■ What is being asked: Please state how many lines in the records below contain the word "Option"; the number alone is the answer.

■ Exercise input:
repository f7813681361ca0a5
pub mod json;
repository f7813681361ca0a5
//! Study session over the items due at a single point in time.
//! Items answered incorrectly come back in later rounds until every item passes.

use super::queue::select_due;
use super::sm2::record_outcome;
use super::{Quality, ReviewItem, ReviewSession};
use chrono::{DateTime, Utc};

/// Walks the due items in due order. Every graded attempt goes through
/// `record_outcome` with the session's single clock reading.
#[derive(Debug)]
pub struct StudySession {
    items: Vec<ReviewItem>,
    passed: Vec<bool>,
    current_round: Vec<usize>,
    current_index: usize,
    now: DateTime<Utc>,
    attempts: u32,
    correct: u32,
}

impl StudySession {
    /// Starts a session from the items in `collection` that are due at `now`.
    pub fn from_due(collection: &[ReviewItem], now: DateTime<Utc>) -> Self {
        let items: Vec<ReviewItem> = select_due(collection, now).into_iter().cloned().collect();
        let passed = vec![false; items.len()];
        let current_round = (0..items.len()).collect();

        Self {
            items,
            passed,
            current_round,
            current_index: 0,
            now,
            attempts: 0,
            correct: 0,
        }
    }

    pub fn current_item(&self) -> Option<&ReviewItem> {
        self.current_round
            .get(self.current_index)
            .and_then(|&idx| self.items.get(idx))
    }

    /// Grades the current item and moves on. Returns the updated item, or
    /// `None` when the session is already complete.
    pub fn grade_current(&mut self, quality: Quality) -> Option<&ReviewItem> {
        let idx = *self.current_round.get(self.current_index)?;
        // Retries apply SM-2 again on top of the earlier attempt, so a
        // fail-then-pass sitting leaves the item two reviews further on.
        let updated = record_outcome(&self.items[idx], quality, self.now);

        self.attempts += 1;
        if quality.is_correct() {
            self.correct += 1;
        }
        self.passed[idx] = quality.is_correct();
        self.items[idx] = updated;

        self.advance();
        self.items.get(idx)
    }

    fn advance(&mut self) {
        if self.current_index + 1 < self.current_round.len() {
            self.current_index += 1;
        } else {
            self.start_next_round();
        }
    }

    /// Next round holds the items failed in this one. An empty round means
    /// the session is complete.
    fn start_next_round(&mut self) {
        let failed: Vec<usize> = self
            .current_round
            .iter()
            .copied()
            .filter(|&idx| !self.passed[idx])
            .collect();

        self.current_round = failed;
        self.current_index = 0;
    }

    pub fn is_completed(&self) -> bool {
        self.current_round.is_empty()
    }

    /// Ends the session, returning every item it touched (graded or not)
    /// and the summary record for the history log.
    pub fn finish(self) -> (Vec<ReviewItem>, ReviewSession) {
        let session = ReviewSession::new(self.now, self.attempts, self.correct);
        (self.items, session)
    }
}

--

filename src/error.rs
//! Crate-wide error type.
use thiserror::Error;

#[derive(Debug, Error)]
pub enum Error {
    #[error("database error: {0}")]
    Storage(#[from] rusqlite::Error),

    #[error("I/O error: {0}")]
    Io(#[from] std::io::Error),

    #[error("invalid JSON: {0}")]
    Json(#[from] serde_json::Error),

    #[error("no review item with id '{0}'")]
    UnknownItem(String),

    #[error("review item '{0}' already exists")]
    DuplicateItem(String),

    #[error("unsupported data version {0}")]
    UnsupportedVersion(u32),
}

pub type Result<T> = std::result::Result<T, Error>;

■ Solution to this problem: 2